# WHAT IS EXPECTED
Without any change, set down every record below.

# EXCERPTED DATA
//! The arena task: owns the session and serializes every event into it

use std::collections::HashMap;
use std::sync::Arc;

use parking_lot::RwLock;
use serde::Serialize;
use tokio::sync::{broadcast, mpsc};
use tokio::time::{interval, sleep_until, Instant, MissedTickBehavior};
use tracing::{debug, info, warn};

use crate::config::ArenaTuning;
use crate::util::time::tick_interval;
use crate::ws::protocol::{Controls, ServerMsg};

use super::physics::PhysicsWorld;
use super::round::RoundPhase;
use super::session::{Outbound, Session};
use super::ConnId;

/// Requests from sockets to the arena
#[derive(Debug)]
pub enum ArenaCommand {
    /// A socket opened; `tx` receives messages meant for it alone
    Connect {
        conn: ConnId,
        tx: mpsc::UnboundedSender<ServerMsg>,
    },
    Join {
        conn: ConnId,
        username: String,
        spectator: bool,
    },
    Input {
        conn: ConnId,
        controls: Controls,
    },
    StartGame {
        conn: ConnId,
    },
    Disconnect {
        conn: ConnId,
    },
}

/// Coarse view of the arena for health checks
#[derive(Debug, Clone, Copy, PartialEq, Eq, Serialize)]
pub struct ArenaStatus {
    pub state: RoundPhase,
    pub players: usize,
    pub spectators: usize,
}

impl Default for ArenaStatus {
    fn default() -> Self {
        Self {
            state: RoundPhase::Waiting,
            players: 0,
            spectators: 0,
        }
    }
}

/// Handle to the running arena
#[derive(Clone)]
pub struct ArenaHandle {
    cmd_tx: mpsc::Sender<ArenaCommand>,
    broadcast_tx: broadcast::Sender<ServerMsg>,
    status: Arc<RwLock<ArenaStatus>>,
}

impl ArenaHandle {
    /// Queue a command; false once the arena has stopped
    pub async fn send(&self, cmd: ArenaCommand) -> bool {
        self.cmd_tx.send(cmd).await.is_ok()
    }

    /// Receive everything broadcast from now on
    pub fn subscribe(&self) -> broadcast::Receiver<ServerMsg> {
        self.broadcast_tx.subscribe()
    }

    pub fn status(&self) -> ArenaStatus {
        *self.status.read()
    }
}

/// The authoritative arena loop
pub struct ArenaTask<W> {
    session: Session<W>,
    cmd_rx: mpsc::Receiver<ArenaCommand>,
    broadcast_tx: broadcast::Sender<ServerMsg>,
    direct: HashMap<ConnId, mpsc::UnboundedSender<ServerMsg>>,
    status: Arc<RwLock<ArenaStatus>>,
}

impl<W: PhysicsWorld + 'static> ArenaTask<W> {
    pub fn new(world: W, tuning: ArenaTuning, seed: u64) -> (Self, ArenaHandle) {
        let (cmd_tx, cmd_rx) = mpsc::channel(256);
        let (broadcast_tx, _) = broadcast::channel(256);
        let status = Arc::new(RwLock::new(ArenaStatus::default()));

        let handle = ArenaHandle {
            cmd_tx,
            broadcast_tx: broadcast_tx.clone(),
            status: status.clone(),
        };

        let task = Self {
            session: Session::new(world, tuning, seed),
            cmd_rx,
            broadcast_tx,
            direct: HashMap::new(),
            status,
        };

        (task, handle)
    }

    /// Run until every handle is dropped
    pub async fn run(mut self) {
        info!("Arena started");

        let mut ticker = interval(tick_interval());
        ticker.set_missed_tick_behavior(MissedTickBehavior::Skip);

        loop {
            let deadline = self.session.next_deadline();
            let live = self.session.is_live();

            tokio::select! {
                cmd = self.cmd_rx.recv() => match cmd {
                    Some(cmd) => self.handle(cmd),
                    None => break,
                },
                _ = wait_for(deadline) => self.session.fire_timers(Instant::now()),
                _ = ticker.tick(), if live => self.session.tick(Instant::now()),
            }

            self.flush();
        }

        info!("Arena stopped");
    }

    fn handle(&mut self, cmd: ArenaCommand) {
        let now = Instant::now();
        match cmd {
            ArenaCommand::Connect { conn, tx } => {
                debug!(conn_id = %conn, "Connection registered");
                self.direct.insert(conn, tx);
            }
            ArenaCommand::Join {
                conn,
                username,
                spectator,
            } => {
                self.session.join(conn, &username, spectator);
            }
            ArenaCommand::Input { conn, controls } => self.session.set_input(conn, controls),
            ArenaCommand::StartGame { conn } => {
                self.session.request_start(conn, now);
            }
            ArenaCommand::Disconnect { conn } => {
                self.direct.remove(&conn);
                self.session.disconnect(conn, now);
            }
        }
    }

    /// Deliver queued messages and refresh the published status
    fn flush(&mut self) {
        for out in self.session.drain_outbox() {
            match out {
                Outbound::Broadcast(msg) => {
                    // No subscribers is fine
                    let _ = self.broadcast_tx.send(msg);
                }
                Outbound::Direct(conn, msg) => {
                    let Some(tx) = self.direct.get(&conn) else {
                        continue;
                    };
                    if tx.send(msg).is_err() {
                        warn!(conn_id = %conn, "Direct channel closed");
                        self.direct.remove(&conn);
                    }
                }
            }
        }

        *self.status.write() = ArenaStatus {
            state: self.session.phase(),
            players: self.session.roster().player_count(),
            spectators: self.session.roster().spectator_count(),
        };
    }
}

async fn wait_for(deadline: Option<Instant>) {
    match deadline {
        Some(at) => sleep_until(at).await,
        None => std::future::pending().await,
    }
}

# ANSWER BELOW
//! The arena task: owns the session and serializes every event into it

use std::collections::HashMap;
use std::sync::Arc;

use parking_lot::RwLock;
use serde::Serialize;
use tokio::sync::{broadcast, mpsc};
use tokio::time::{interval, sleep_until, Instant, MissedTickBehavior};
use tracing::{debug, info, warn};

use crate::config::ArenaTuning;
use crate::util::time::tick_interval;
use crate::ws::protocol::{Controls, ServerMsg};

use super::physics::PhysicsWorld;
use super::round::RoundPhase;
use super::session::{Outbound, Session};
use super::ConnId;

/// Requests from sockets to the arena
#[derive(Debug)]
pub enum ArenaCommand {
    /// A socket opened; `tx` receives messages meant for it alone
    Connect {
        conn: ConnId,
        tx: mpsc::UnboundedSender<ServerMsg>,
    },
    Join {
        conn: ConnId,
        username: String,
        spectator: bool,
    },
    Input {
        conn: ConnId,
        controls: Controls,
    },
    StartGame {
        conn: ConnId,
    },
    Disconnect {
        conn: ConnId,
    },
}

/// Coarse view of the arena for health checks
#[derive(Debug, Clone, Copy, PartialEq, Eq, Serialize)]
pub struct ArenaStatus {
    pub state: RoundPhase,
    pub players: usize,
    pub spectators: usize,
}

impl Default for ArenaStatus {
    fn default() -> Self {
        Self {
            state: RoundPhase::Waiting,
            players: 0,
            spectators: 0,
        }
    }
}

/// Handle to the running arena
#[derive(Clone)]
pub struct ArenaHandle {
    cmd_tx: mpsc::Sender<ArenaCommand>,
    broadcast_tx: broadcast::Sender<ServerMsg>,
    status: Arc<RwLock<ArenaStatus>>,
}

impl ArenaHandle {
    /// Queue a command; false once the arena has stopped
    pub async fn send(&self, cmd: ArenaCommand) -> bool {
        self.cmd_tx.send(cmd).await.is_ok()
    }

    /// Receive everything broadcast from now on
    pub fn subscribe(&self) -> broadcast::Receiver<ServerMsg> {
        self.broadcast_tx.subscribe()
    }

    pub fn status(&self) -> ArenaStatus {
        *self.status.read()
    }
}

/// The authoritative arena loop
pub struct ArenaTask<W> {
    session: Session<W>,
    cmd_rx: mpsc::Receiver<ArenaCommand>,
    broadcast_tx: broadcast::Sender<ServerMsg>,
    direct: HashMap<ConnId, mpsc::UnboundedSender<ServerMsg>>,
    status: Arc<RwLock<ArenaStatus>>,
}

impl<W: PhysicsWorld + 'static> ArenaTask<W> {
    pub fn new(world: W, tuning: ArenaTuning, seed: u64) -> (Self, ArenaHandle) {
        let (cmd_tx, cmd_rx) = mpsc::channel(256);
        let (broadcast_tx, _) = broadcast::channel(256);
        let status = Arc::new(RwLock::new(ArenaStatus::default()));

        let handle = ArenaHandle {
            cmd_tx,
            broadcast_tx: broadcast_tx.clone(),
            status: status.clone(),
        };

        let task = Self {
            session: Session::new(world, tuning, seed),
            cmd_rx,
            broadcast_tx,
            direct: HashMap::new(),
            status,
        };

        (task, handle)
    }

    /// Run until every handle is dropped
    pub async fn run(mut self) {
        info!("Arena started");

        let mut ticker = interval(tick_interval());
        ticker.set_missed_tick_behavior(MissedTickBehavior::Skip);

        loop {
            let deadline = self.session.next_deadline();
            let live = self.session.is_live();

            tokio::select! {
                cmd = self.cmd_rx.recv() => match cmd {
                    Some(cmd) => self.handle(cmd),
                    None => break,
                },
                _ = wait_for(deadline) => self.session.fire_timers(Instant::now()),
                _ = ticker.tick(), if live => self.session.tick(Instant::now()),
            }

            self.flush();
        }

        info!("Arena stopped");
    }

    fn handle(&mut self, cmd: ArenaCommand) {
        let now = Instant::now();
        match cmd {
            ArenaCommand::Connect { conn, tx } => {
                debug!(conn_id = %conn, "Connection registered");
                self.direct.insert(conn, tx);
            }
            ArenaCommand::Join {
                conn,
                username,
                spectator,
            } => {
                self.session.join(conn, &username, spectator);
            }
            ArenaCommand::Input { conn, controls } => self.session.set_input(conn, controls),
            ArenaCommand::StartGame { conn } => {
                self.session.request_start(conn, now);
            }
            ArenaCommand::Disconnect { conn } => {
                self.direct.remove(&conn);
                self.session.disconnect(conn, now);
            }
        }
    }

    /// Deliver queued messages and refresh the published status
    fn flush(&mut self) {
        for out in self.session.drain_outbox() {
            match out {
                Outbound::Broadcast(msg) => {
                    // No subscribers is fine
                    let _ = self.broadcast_tx.send(msg);
                }
                Outbound::Direct(conn, msg) => {
                    let Some(tx) = self.direct.get(&conn) else {
                        continue;
                    };
                    if tx.send(msg).is_err() {
                        warn!(conn_id = %conn, "Direct channel closed");
                        self.direct.remove(&conn);
                    }
                }
            }
        }

        *self.status.write() = ArenaStatus {
            state: self.session.phase(),
            players: self.session.roster().player_count(),
            spectators: self.session.roster().spectator_count(),
        };
    }
}

async fn wait_for(deadline: Option<Instant>) {
    match deadline {
        Some(at) => sleep_until(at).await,
        None => std::future::pending().await,
    }
}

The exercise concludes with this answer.